BusinessWeek reports that the “Unions are split on whether to go along” referring us to the Teamster president, the lawyer James P Hoffa.  It’s quite evident though that Hoffa is on board with this; it’s just a matter of timing.  Hoffa has called the plan a  “mad rush” to destroy retirement security.  Like the entire leadership of organized Labor, Hoffa accepts that cuts have to be made, that profits have to be secured at the cost of the standard of living of US workers.  As a top labor official like a cowboy on a horses back, he doesn’t want the source of his security to die of thirst, not before he gets to his destination anyway.  If the bosses are too aggressive, are too rash, they could incite a riot among the ranks of organized labor, could ignite a movement from below that him and others like him might not be able to control.  It might undermine the relationship the heads of organized labor have built with the bosses based on labor peace.

What James Hoffa would prefer is to go easy for now and skin the hides off the future generations, the youth, the next generation of union members.  After all, they have little say in the matter and they cannot vote.  Hoffa is not against reducing benefits, it’s simply to what degree, on whom and when.

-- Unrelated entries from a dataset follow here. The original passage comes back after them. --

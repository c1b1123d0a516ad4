use crate::memory::{Memory, Word};
use crate::outcome::{Fault, Halt, Outcome};
use log::*;

pub mod instruction;
pub mod io;
pub mod operand;
pub mod stack;
pub mod trace;

use self::instruction::Instruction;
use self::io::{Input, Output, Unimplemented};
use self::operand::{Registers, REGISTER_BASE};
use self::stack::Stack;
use self::trace::{NoTrace, Tracer};

/// Arithmetic results are reduced modulo 32768
const MODULUS: u32 = REGISTER_BASE as u32;

fn wrap(value: u32) -> Word {
    (value % MODULUS) as Word
}

/// Result of a single execution step
#[derive(Debug, Clone, Copy, PartialEq, Eq, Hash)]
pub enum Step {
    Continue,
    Halt(Halt),
}

/// Emulates the CPU. Memory is owned by the caller and passed to every step.
#[derive(Debug, Clone)]
pub struct Processor<I = Unimplemented, T = NoTrace> {
    /// Instruction pointer
    pub ip: usize,
    pub registers: Registers,
    pub stack: Stack,
    /// Bytes written by `out`, flushed by the caller once the run ends
    pub output: Output,
    input: I,
    tracer: T,
}

impl Default for Processor {
    fn default() -> Self {
        Self::new()
    }
}

impl Processor {
    /// A processor starting at address 0 that cannot read input and traces nothing
    pub fn new() -> Self {
        Self {
            ip: 0,
            registers: Registers::default(),
            stack: Stack::default(),
            output: Output::default(),
            input: Unimplemented,
            tracer: NoTrace,
        }
    }
}

impl<I: Input, T: Tracer> Processor<I, T> {
    /// Replaces the input source
    pub fn with_input<J: Input>(self, input: J) -> Processor<J, T> {
        Processor {
            ip: self.ip,
            registers: self.registers,
            stack: self.stack,
            output: self.output,
            input,
            tracer: self.tracer,
        }
    }

    /// Replaces the tracer
    pub fn with_tracer<U: Tracer>(self, tracer: U) -> Processor<I, U> {
        Processor {
            ip: self.ip,
            registers: self.registers,
            stack: self.stack,
            output: self.output,
            input: self.input,
            tracer,
        }
    }

    pub fn tracer(&self) -> &T {
        &self.tracer
    }

    fn jump(&mut self, target: Word) {
        self.ip = target as usize;
    }

    /// Executes a decoded instruction located at `self.ip`. `next` is the
    /// address right behind it.
    pub fn execute_instruction<const S: usize>(
        &mut self,
        instruction: Instruction,
        next: usize,
        memory: &mut Memory<S>,
    ) -> Result<Step, Fault> {
        let address = self.ip;
        self.ip = next;

        match instruction {
            Instruction::Halt => return Ok(Step::Halt(Halt::Instruction)),
            Instruction::Set(a, b) => self.registers.set(a, b),
            Instruction::Push(a) => self.stack.push(a),
            Instruction::Pop(a) => match self.stack.pop() {
                Some(value) => self.registers.set(a, value),
                None => return Ok(Step::Halt(Halt::StackEmpty { address })),
            },
            Instruction::Eq(a, b, c) => self.registers.set(a, (b == c) as Word),
            Instruction::Gt(a, b, c) => self.registers.set(a, (b > c) as Word),
            Instruction::Jmp(a) => self.jump(a),
            Instruction::Jt(a, b) => {
                if a != 0 {
                    self.jump(b);
                }
            }
            Instruction::Jf(a, b) => {
                if a == 0 {
                    self.jump(b);
                }
            }
            Instruction::Add(a, b, c) => self.registers.set(a, wrap(b as u32 + c as u32)),
            Instruction::Mult(a, b, c) => self.registers.set(a, wrap(b as u32 * c as u32)),
            Instruction::Mod(a, b, c) => {
                if c == 0 {
                    return Err(Fault::DivisionByZero { address });
                }
                self.registers.set(a, b % c);
            }
            Instruction::And(a, b, c) => self.registers.set(a, wrap((b & c) as u32)),
            Instruction::Or(a, b, c) => self.registers.set(a, wrap((b | c) as u32)),
            // complement over 16 bits first, then reduce
            Instruction::Not(a, b) => self.registers.set(a, wrap((0xFFFF ^ b) as u32)),
            Instruction::Rmem(a, b) => {
                let value = memory
                    .read_word(b as usize)
                    .ok_or(Fault::InvalidAddress { target: b, address })?;
                self.registers.set(a, value);
            }
            Instruction::Wmem(a, b) => memory
                .write_word(a as usize, b)
                .ok_or(Fault::InvalidAddress { target: a, address })?,
            Instruction::Call(a) => {
                self.stack.push(next as Word);
                self.jump(a);
            }
            Instruction::Ret => match self.stack.pop() {
                Some(target) => self.jump(target % REGISTER_BASE),
                None => return Ok(Step::Halt(Halt::StackEmpty { address })),
            },
            Instruction::Out(a) => self.output.push(a),
            Instruction::In(a) => match self.input.read_char() {
                Some(character) => self.registers.set(a, character as Word),
                None => return Err(Fault::UnimplementedInput { address }),
            },
            Instruction::Noop => {}
        }

        Ok(Step::Continue)
    }

    /// Runs one execution step
    pub fn execute<const S: usize>(&mut self, memory: &mut Memory<S>) -> Result<Step, Fault> {
        let (instruction, next) = Instruction::decode(memory, &self.registers, self.ip)?;
        self.tracer.trace(self.ip, &instruction);
        self.execute_instruction(instruction, next, memory)
    }

    /// Runs until the program halts or faults
    pub fn execute_until_halt<const S: usize>(
        &mut self,
        memory: &mut Memory<S>,
    ) -> Result<Halt, Fault> {
        loop {
            if let Step::Halt(halt) = self.execute(memory)? {
                return Ok(halt);
            }
        }
    }

    /// Runs the program to completion. The output stays buffered in
    /// [`Processor::output`] whatever the outcome.
    pub fn run<const S: usize>(&mut self, memory: &mut Memory<S>) -> Outcome {
        let outcome = Outcome::from(self.execute_until_halt(memory));

        match &outcome {
            Outcome::Halted(halt) => info!("Program terminated: {}", halt),
            Outcome::Faulted(fault) => error!("Program faulted: {}", fault),
        }

        outcome
    }
}
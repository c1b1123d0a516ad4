use std::io;
use std::path::PathBuf;
use std::process;

use argh::FromArgs;
use color_eyre::eyre::{eyre, Result, WrapErr};
use log::LevelFilter;
use simple_logger::SimpleLogger;

use wordvm::memory::StdMem;
use wordvm::outcome::Outcome;
use wordvm::processor::trace::{LogTracer, NoTrace, Tracer};
use wordvm::processor::Processor;

/// Loads a program image of little endian 16 bit words and runs it.
#[derive(FromArgs)]
struct Arguments {
    /// log every executed instruction
    #[argh(switch, short = 't')]
    trace: bool,

    /// log level: off, error, warn, info, debug or trace
    #[argh(option, default = "LevelFilter::Warn")]
    level: LevelFilter,

    /// the program image to run
    #[argh(positional)]
    image: PathBuf,
}

fn run<T: Tracer>(memory: &mut StdMem, tracer: T) -> Result<Outcome> {
    let mut cpu = Processor::new().with_tracer(tracer);
    let outcome = cpu.run(memory);

    cpu.output
        .flush(&mut io::stdout().lock())
        .wrap_err("Failed to write program output")?;

    Ok(outcome)
}

fn main() -> Result<()> {
    color_eyre::install()?; // rust error handling

    let args: Arguments = argh::from_env();
    let level = if args.trace {
        args.level.max(LevelFilter::Debug)
    } else {
        args.level
    };
    SimpleLogger::new()
        .with_level(level)
        .init()
        .map_err(|err| eyre!("Failed to set up logging: {}", err))?; // logging

    let mut memory = StdMem::from_file(&args.image)
        .wrap_err_with(|| format!("Failed to load image {}", args.image.display()))?;

    let outcome = if args.trace {
        run(&mut memory, LogTracer)?
    } else {
        run(&mut memory, NoTrace)?
    };

    process::exit(outcome.exit_code());
}
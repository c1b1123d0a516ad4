//! Program images are headerless streams of little endian words:
//!
//! ```text
//! 09 00 00 80 01 80 04 00 13 00 00 80 00 00
//! ```
//!
//! decodes to `add r0 r1 4; out r0; halt`.

use std::error;
use std::fmt;
use std::fs;
use std::io;
use std::path::{Path, PathBuf};

use super::{Byte, Memory, Word};

#[derive(Debug)]
pub enum ImageError {
    /// The image holds more words than the memory can address
    TooLarge { words: usize, capacity: usize },
    /// The image could not be read
    Io { path: PathBuf, source: io::Error },
}

impl fmt::Display for ImageError {
    fn fmt(&self, f: &mut fmt::Formatter<'_>) -> fmt::Result {
        match self {
            ImageError::TooLarge { words, capacity } => write!(
                f,
                "image has {} words but memory only holds {}",
                words, capacity
            ),
            ImageError::Io { path, .. } => write!(f, "failed to read `{}`", path.display()),
        }
    }
}

impl error::Error for ImageError {
    fn source(&self) -> Option<&(dyn error::Error + 'static)> {
        match self {
            ImageError::Io { source, .. } => Some(source),
            ImageError::TooLarge { .. } => None,
        }
    }
}

pub type Result<T, E = ImageError> = std::result::Result<T, E>;

/// Decodes little endian byte pairs (low byte first). A trailing odd byte is dropped.
pub fn decode(bytes: &[Byte]) -> Vec<Word> {
    let chunks = bytes.chunks_exact(2);

    if !chunks.remainder().is_empty() {
        log::warn!(
            "image has odd length {}, dropping the trailing byte",
            bytes.len()
        );
    }

    chunks
        .map(|pair| Word::from_le_bytes([pair[0], pair[1]]))
        .collect()
}

/// Encodes words into a little endian image
pub fn encode(words: &[Word]) -> Vec<Byte> {
    words.iter().flat_map(|word| word.to_le_bytes()).collect()
}

impl<const S: usize> Memory<S> {
    /// Creates a memory holding `words` from address 0, the rest zeroed.
    pub fn from_words(words: &[Word]) -> Result<Self> {
        if words.len() > S {
            return Err(ImageError::TooLarge {
                words: words.len(),
                capacity: S,
            });
        }

        let mut memory = Self::default();
        memory.write_array(0, words);

        log::debug!("Loaded {} words into memory", words.len());

        Ok(memory)
    }

    /// Creates a memory from a little endian image
    pub fn from_bytes(bytes: &[Byte]) -> Result<Self> {
        Self::from_words(&decode(bytes))
    }

    /// Reads the image at `path` into a new memory
    pub fn from_file<P: AsRef<Path>>(path: P) -> Result<Self> {
        let path = path.as_ref();
        let bytes = fs::read(path).map_err(|source| ImageError::Io {
            path: path.to_path_buf(),
            source,
        })?;

        Self::from_bytes(&bytes)
    }
}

There is no end to this without a fight. The alternatives above are a fast death or a slow death. There is another alternative and that is to fight back. To build in our unions fighting caucuses and opposition groups that reject the Team Concept, reject competition between workers, and that refuse to bow before the altar of profit and the so-called free market---that demand and fight for what we need not what the bosses say is realistic.  Without this the 1% will continue to be successful in their drive to reduce our living standards to those of workers in the third world.  For those of us that have benefitted from the struggles of those that came before us and think we are safe we are not.  As the Unions continue to decline in influence and decades of gains are wiped out, our pensions will be undermined as well. If there are laws that protect them, they will change them. Workers are the majority in society that’s why they always try to divide us along racial, religious, gender or nationalist lines. We are not powerless.

Fighting back always pays.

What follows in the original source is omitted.